Ángela había ocupado siempre el mismo despacho desde que entró a trabajar en el museo. Era pequeño, cuadrado y ordenado, dominado por un gran escritorio en forma de ele y sobre cuyo brazo más corto había un ordenador y una impresora láser a color. En el centro del brazo más largo había toda una colección de piezas de cerámica (una parte del trabajo que estaba desarrollando en aquel momento), algunos archivadores y varios cuadernos de notas. En un rincón del despacho estaba la mesa de madera en donde llevaba a cabo todos sus trabajos de restauración y sobre la que tenía un amplio surtido de herramientas de precisión de acero inoxidable, líquidos de limpieza, varios tipos de adhesivos y otros productos químicos.

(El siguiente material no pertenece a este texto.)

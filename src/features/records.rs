use chrono::{DateTime, Utc};
use serde::de::DeserializeOwned;
use serde::{Deserialize, Serialize};
use uuid::Uuid;

use crate::features::codec::{storage_bytes, storage_bytes_opt, SignatureImage};
use crate::features::pdf::Placement;

#[derive(Debug, Clone, Copy, PartialEq, Eq, Hash, Serialize, Deserialize)]
#[serde(rename_all = "lowercase")]
pub enum DocumentType {
    Invoice,
    Receipt,
}

impl std::str::FromStr for DocumentType {
    type Err = String;

    fn from_str(s: &str) -> Result<Self, Self::Err> {
        match s.trim().to_ascii_lowercase().as_str() {
            "invoice" => Ok(DocumentType::Invoice),
            "receipt" => Ok(DocumentType::Receipt),
            other => Err(format!("unknown_document_type:{other}")),
        }
    }
}

#[derive(Debug, Clone, Copy, PartialEq, Eq, Serialize, Deserialize)]
#[serde(rename_all = "snake_case")]
pub enum RecordKind {
    Signature,
    PdfSignature,
}

/// Where a record stands with respect to the remote system.
#[derive(Debug, Clone, Copy, PartialEq, Eq, Serialize, Deserialize)]
#[serde(rename_all = "snake_case")]
pub enum SyncState {
    Pending,
    InFlight,
    Synced,
}

/// Behaviour shared by both record kinds so one store and one sync loop serve both.
pub trait StoredRecord: Serialize + DeserializeOwned + Clone + Send + Sync + 'static {
    const KIND: RecordKind;
    /// Namespaced key of the persisted sequence.
    const STORAGE_KEY: &'static str;

    fn id(&self) -> Uuid;
    fn document_id(&self) -> &str;
    fn created_at(&self) -> DateTime<Utc>;
    fn is_synced(&self) -> bool;
    fn mark_synced(&mut self);
}

#[derive(Debug, Clone, PartialEq, Serialize, Deserialize)]
#[serde(rename_all = "camelCase")]
pub struct SignatureRecord {
    pub id: Uuid,
    pub document_id: String,
    pub document_type: DocumentType,
    pub signature_image: SignatureImage,
    pub created_at: DateTime<Utc>,
    pub synced: bool,
}

impl SignatureRecord {
    pub fn new(
        document_id: impl Into<String>,
        document_type: DocumentType,
        signature_image: SignatureImage,
        created_at: DateTime<Utc>,
    ) -> Self {
        Self {
            id: Uuid::new_v4(),
            document_id: document_id.into(),
            document_type,
            signature_image,
            created_at,
            synced: false,
        }
    }
}

impl StoredRecord for SignatureRecord {
    const KIND: RecordKind = RecordKind::Signature;
    const STORAGE_KEY: &'static str = "fieldsign.signatures";

    fn id(&self) -> Uuid {
        self.id
    }

    fn document_id(&self) -> &str {
        &self.document_id
    }

    fn created_at(&self) -> DateTime<Utc> {
        self.created_at
    }

    fn is_synced(&self) -> bool {
        self.synced
    }

    fn mark_synced(&mut self) {
        self.synced = true;
    }
}

#[derive(Debug, Clone, PartialEq, Serialize, Deserialize)]
#[serde(rename_all = "camelCase")]
pub struct PdfSignatureRecord {
    pub id: Uuid,
    pub document_id: String,
    pub signature_image: SignatureImage,
    pub created_at: DateTime<Utc>,
    pub synced: bool,
    #[serde(with = "storage_bytes")]
    pub original_document_bytes: Vec<u8>,
    #[serde(default, with = "storage_bytes_opt")]
    pub signed_document_bytes: Option<Vec<u8>>,
    pub placement: Placement,
}

impl PdfSignatureRecord {
    pub fn new(
        document_id: impl Into<String>,
        signature_image: SignatureImage,
        original_document_bytes: Vec<u8>,
        signed_document_bytes: Vec<u8>,
        placement: Placement,
        created_at: DateTime<Utc>,
    ) -> Self {
        Self {
            id: Uuid::new_v4(),
            document_id: document_id.into(),
            signature_image,
            created_at,
            synced: false,
            original_document_bytes,
            signed_document_bytes: Some(signed_document_bytes),
            placement,
        }
    }
}

impl StoredRecord for PdfSignatureRecord {
    const KIND: RecordKind = RecordKind::PdfSignature;
    const STORAGE_KEY: &'static str = "fieldsign.pdf_signatures";

    fn id(&self) -> Uuid {
        self.id
    }

    fn document_id(&self) -> &str {
        &self.document_id
    }

    fn created_at(&self) -> DateTime<Utc> {
        self.created_at
    }

    fn is_synced(&self) -> bool {
        self.synced
    }

    fn mark_synced(&mut self) {
        self.synced = true;
    }
}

Justo al lado había una hilera de armarios archivadores y, en la parte superior de la pared, un par de estanterías llenas de libros de consulta.

El museo Británico es simplemente inmenso: no podía ser de otro modo, teniendo en cuenta que tiene que dar cabida a sus mil empleados permanentes y a los cinco millones de visitantes que pasan por sus puertas cada año. La estructura cubre cerca de setenta y cinco mil metros cuadrados, es decir, una superficie cuatro veces mayor que la del Coliseo de Roma o el equivalente a nueve campos de fútbol, y contiene tres mil quinientas puertas. Es uno de los edificios públicos más espectaculares de Londres, o de cualquier otro lugar, en realidad.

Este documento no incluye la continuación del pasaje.